-- EXTRACTED ENTRIES follows --

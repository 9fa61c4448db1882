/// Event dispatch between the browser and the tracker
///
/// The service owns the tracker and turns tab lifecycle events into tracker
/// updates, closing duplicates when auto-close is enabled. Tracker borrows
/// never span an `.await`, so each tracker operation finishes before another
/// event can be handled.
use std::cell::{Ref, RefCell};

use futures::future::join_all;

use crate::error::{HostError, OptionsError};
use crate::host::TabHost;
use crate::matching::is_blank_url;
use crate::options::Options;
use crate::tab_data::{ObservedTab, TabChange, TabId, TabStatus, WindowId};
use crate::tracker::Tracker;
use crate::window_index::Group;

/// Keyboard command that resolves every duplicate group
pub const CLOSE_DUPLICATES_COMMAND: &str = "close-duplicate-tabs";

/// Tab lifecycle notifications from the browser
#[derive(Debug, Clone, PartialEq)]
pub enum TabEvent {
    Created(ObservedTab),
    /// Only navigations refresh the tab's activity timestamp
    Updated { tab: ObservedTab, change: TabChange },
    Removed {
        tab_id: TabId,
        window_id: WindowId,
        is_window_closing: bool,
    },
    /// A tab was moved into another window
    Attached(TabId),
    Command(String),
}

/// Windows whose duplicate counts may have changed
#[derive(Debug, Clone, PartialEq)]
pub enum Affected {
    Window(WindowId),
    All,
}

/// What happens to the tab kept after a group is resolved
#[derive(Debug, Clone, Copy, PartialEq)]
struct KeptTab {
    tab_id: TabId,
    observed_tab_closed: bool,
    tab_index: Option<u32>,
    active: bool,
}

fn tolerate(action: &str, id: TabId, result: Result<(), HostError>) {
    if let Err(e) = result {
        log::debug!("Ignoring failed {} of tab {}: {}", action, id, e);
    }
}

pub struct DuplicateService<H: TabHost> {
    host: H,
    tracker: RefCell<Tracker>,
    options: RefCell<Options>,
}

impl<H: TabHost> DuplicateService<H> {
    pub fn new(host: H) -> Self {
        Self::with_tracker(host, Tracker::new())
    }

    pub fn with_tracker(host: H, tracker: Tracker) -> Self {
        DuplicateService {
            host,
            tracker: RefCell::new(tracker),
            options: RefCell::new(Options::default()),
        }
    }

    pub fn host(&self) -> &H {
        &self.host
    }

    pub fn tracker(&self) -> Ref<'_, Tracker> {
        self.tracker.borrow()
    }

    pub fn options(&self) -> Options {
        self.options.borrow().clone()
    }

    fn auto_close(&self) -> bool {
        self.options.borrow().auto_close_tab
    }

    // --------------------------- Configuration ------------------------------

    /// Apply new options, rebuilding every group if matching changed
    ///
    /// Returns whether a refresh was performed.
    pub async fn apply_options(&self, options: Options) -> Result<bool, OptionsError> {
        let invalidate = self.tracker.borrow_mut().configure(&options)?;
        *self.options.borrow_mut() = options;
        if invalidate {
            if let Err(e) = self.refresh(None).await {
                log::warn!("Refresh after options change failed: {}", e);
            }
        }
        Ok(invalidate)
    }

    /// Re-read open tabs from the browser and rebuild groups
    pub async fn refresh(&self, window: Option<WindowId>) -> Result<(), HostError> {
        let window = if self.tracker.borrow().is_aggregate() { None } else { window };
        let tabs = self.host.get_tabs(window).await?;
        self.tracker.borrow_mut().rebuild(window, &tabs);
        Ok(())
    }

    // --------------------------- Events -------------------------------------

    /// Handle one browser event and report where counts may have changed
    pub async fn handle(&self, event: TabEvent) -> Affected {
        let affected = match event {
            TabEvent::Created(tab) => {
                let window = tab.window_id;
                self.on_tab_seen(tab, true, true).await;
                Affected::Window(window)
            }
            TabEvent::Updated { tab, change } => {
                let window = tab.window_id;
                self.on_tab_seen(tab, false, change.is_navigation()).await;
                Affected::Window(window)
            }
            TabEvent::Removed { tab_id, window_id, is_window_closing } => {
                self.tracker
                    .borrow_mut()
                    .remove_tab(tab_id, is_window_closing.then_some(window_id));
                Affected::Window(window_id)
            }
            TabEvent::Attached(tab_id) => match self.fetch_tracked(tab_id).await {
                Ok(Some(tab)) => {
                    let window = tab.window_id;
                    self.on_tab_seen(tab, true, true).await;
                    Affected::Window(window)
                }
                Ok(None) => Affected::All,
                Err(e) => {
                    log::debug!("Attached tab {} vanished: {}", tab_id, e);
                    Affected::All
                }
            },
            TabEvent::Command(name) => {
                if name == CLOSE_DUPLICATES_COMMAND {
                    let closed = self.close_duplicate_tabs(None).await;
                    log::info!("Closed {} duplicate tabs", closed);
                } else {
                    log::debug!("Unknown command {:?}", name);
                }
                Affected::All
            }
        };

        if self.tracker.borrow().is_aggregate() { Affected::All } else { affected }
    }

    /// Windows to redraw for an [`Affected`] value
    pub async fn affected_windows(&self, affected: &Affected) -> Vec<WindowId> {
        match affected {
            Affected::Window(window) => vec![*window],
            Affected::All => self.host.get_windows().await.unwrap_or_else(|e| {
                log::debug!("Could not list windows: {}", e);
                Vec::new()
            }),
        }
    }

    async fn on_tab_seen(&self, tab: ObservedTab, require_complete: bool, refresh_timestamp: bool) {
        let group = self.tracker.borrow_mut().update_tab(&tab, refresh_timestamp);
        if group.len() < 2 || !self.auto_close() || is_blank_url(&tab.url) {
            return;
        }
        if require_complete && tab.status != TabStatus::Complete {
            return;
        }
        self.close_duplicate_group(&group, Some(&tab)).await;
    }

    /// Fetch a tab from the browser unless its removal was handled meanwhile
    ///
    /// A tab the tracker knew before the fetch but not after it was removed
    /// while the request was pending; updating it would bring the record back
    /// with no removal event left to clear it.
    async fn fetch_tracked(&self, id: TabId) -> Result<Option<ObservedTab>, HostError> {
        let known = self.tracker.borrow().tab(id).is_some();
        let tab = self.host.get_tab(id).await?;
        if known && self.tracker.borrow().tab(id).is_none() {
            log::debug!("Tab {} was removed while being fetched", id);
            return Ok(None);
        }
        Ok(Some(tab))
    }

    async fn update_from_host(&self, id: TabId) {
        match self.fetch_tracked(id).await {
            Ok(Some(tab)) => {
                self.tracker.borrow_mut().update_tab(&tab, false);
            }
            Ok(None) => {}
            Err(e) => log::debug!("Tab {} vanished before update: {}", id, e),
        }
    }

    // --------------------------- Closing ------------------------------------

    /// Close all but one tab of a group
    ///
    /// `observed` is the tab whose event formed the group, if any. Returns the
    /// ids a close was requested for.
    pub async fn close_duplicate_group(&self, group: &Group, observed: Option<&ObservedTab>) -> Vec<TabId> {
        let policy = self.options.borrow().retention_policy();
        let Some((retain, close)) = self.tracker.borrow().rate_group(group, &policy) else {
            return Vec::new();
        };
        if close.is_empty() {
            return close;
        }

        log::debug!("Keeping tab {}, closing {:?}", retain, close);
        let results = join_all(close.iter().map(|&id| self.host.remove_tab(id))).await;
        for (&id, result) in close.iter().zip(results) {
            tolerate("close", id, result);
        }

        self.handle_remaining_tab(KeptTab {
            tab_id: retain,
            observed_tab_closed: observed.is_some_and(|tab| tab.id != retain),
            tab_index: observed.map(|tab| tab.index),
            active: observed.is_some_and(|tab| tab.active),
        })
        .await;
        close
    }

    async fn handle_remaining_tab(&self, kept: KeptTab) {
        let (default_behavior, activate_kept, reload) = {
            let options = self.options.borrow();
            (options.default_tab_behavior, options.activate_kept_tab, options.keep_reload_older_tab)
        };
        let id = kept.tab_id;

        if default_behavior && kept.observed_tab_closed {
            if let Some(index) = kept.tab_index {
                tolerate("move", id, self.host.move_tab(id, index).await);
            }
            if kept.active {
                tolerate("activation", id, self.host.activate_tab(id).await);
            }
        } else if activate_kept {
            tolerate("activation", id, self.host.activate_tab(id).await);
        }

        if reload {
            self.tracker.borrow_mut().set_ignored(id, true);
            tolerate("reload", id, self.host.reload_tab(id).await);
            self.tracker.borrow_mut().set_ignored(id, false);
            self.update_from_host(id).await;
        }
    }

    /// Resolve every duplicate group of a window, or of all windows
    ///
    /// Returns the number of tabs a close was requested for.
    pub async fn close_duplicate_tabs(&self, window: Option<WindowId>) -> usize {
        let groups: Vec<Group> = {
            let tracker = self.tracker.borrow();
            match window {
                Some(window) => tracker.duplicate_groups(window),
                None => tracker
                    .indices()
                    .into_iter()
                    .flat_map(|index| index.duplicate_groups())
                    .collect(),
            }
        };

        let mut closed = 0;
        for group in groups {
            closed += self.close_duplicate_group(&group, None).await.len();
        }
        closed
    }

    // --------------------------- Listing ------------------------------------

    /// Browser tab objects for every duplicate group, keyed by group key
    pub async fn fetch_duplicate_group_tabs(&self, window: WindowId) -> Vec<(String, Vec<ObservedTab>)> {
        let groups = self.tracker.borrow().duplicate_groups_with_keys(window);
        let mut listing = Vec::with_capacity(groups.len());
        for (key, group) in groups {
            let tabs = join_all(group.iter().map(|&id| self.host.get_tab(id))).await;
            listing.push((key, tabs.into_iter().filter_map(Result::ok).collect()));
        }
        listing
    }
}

-- EXTRACTED ENTRIES concluded --

** WHAT YOU NEED TO DO **
Up to and including the line with "use crate::options::Options;", repeat the data exactly, starting from its first line; nothing else belongs in the response.

** OUTPUT FOR THIS TASK **
repository 9fa61c4448db1882
/// Event dispatch between the browser and the tracker
///
/// The service owns the tracker and turns tab lifecycle events into tracker
/// updates, closing duplicates when auto-close is enabled. Tracker borrows
/// never span an `.await`, so each tracker operation finishes before another
/// event can be handled.
use std::cell::{Ref, RefCell};

use futures::future::join_all;

use crate::error::{HostError, OptionsError};
use crate::host::TabHost;
use crate::matching::is_blank_url;
use crate::options::Options;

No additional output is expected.